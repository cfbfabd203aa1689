use mupdf::TextPageOptions;

use crate::error::{Error, Result};
use crate::region::{BoundingBox, TextSpan};
use super::document::PdfDocument;
use super::page_index::PageIndex;

/// Scale factor from measured line height to visual font size.
///
/// The line bbox height reported by mupdf runs slightly smaller than the
/// nominal font size, so the estimate is scaled up to match.
const FONT_SIZE_SCALE: f32 = 1.18;

/// Text extraction from digitally-born PDF pages.
pub struct TextExtractor<'a> {
    pub doc: &'a PdfDocument,
}

impl<'a> TextExtractor<'a> {
    pub const fn new(doc: &'a PdfDocument) -> Self {
        Self { doc }
    }

    /// Extract one [`TextSpan`] per visual line of text.
    ///
    /// Line granularity keeps replacement boxes tight: each span covers one
    /// baseline, so the rewritten text lands where the original line was
    /// without reflowing whole paragraphs.
    pub fn extract_page_spans(&self, page_num: usize) -> Result<Vec<TextSpan>> {
        let page_index = PageIndex::try_from_page_num(page_num, self.doc.page_count())?;

        let doc = self.doc.open_document()?;
        let page = doc
            .load_page(page_index.into())
            .map_err(|e| Error::PdfTextExtraction {
                page: page_num,
                reason: format!("Failed to load page: {e}"),
            })?;

        let text_page =
            page.to_text_page(TextPageOptions::empty())
                .map_err(|e| Error::PdfTextExtraction {
                    page: page_num,
                    reason: format!("Failed to get text page: {e}"),
                })?;

        let mut spans = Vec::new();

        for block in text_page.blocks() {
            for line in block.lines() {
                let mut line_text = String::new();
                let mut line_bbox: Option<BoundingBox> = None;

                for text_char in line.chars() {
                    if let Some(c) = text_char.char() {
                        line_text.push(c);
                    }

                    let char_bbox = BoundingBox::from_quad(&text_char.quad());
                    line_bbox =
                        Some(line_bbox.map_or(char_bbox, |bbox| bbox.union(&char_bbox)));
                }

                let trimmed = line_text.trim();
                let Some(bbox) = line_bbox else { continue };
                if trimmed.is_empty() || bbox.is_degenerate() {
                    continue;
                }

                let font_size = (bbox.height() * FONT_SIZE_SCALE).clamp(6.0, 36.0);

                // The character-level API exposes no font descriptor, so style
                // defaults to black regular text
                spans.push(TextSpan {
                    text: trimmed.to_string(),
                    bbox,
                    font_name: String::new(),
                    font_size,
                    color: 0x0000_0000,
                    flags: 0,
                });
            }
        }

        Ok(spans)
    }

    /// Get plain text from a page, used by mode selection.
    pub fn page_text(&self, page_num: usize) -> Result<String> {
        let page_index = PageIndex::try_from_page_num(page_num, self.doc.page_count())?;

        let doc = self.doc.open_document()?;
        let page = doc
            .load_page(page_index.into())
            .map_err(|e| Error::PdfTextExtraction {
                page: page_num,
                reason: format!("Failed to load page: {e}"),
            })?;

        let text_page =
            page.to_text_page(TextPageOptions::empty())
                .map_err(|e| Error::PdfTextExtraction {
                    page: page_num,
                    reason: format!("Failed to get text page: {e}"),
                })?;

        let mut all_text = String::new();
        for block in text_page.blocks() {
            for line in block.lines() {
                for text_char in line.chars() {
                    if let Some(c) = text_char.char() {
                        all_text.push(c);
                    }
                }
                all_text.push('\n');
            }
        }

        Ok(all_text)
    }
}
______
• **DESCRIPTION OF THE TASK**: Repeat the full set of records above character for character.

• **TASK ANSWER**:
repository cfbfabd203aa1689
use mupdf::TextPageOptions;

use crate::error::{Error, Result};
use crate::region::{BoundingBox, TextSpan};
use super::document::PdfDocument;
use super::page_index::PageIndex;

/// Scale factor from measured line height to visual font size.
///
/// The line bbox height reported by mupdf runs slightly smaller than the
/// nominal font size, so the estimate is scaled up to match.
const FONT_SIZE_SCALE: f32 = 1.18;

/// Text extraction from digitally-born PDF pages.
pub struct TextExtractor<'a> {
    pub doc: &'a PdfDocument,
}

impl<'a> TextExtractor<'a> {
    pub const fn new(doc: &'a PdfDocument) -> Self {
        Self { doc }
    }

    /// Extract one [`TextSpan`] per visual line of text.
    ///
    /// Line granularity keeps replacement boxes tight: each span covers one
    /// baseline, so the rewritten text lands where the original line was
    /// without reflowing whole paragraphs.
    pub fn extract_page_spans(&self, page_num: usize) -> Result<Vec<TextSpan>> {
        let page_index = PageIndex::try_from_page_num(page_num, self.doc.page_count())?;

        let doc = self.doc.open_document()?;
        let page = doc
            .load_page(page_index.into())
            .map_err(|e| Error::PdfTextExtraction {
                page: page_num,
                reason: format!("Failed to load page: {e}"),
            })?;

        let text_page =
            page.to_text_page(TextPageOptions::empty())
                .map_err(|e| Error::PdfTextExtraction {
                    page: page_num,
                    reason: format!("Failed to get text page: {e}"),
                })?;

        let mut spans = Vec::new();

        for block in text_page.blocks() {
            for line in block.lines() {
                let mut line_text = String::new();
                let mut line_bbox: Option<BoundingBox> = None;

                for text_char in line.chars() {
                    if let Some(c) = text_char.char() {
                        line_text.push(c);
                    }

                    let char_bbox = BoundingBox::from_quad(&text_char.quad());
                    line_bbox =
                        Some(line_bbox.map_or(char_bbox, |bbox| bbox.union(&char_bbox)));
                }

                let trimmed = line_text.trim();
                let Some(bbox) = line_bbox else { continue };
                if trimmed.is_empty() || bbox.is_degenerate() {
                    continue;
                }

                let font_size = (bbox.height() * FONT_SIZE_SCALE).clamp(6.0, 36.0);

                // The character-level API exposes no font descriptor, so style
                // defaults to black regular text
                spans.push(TextSpan {
                    text: trimmed.to_string(),
                    bbox,
                    font_name: String::new(),
                    font_size,
                    color: 0x0000_0000,
                    flags: 0,
                });
            }
        }

        Ok(spans)
    }

    /// Get plain text from a page, used by mode selection.
    pub fn page_text(&self, page_num: usize) -> Result<String> {
        let page_index = PageIndex::try_from_page_num(page_num, self.doc.page_count())?;

        let doc = self.doc.open_document()?;
        let page = doc
            .load_page(page_index.into())
            .map_err(|e| Error::PdfTextExtraction {
                page: page_num,
                reason: format!("Failed to load page: {e}"),
            })?;

        let text_page =
            page.to_text_page(TextPageOptions::empty())
                .map_err(|e| Error::PdfTextExtraction {
                    page: page_num,
                    reason: format!("Failed to get text page: {e}"),
                })?;

        let mut all_text = String::new();
        for block in text_page.blocks() {
            for line in block.lines() {
                for text_char in line.chars() {
                    if let Some(c) = text_char.char() {
                        all_text.push(c);
                    }
                }
                all_text.push('\n');
            }
        }

        Ok(all_text)
    }
}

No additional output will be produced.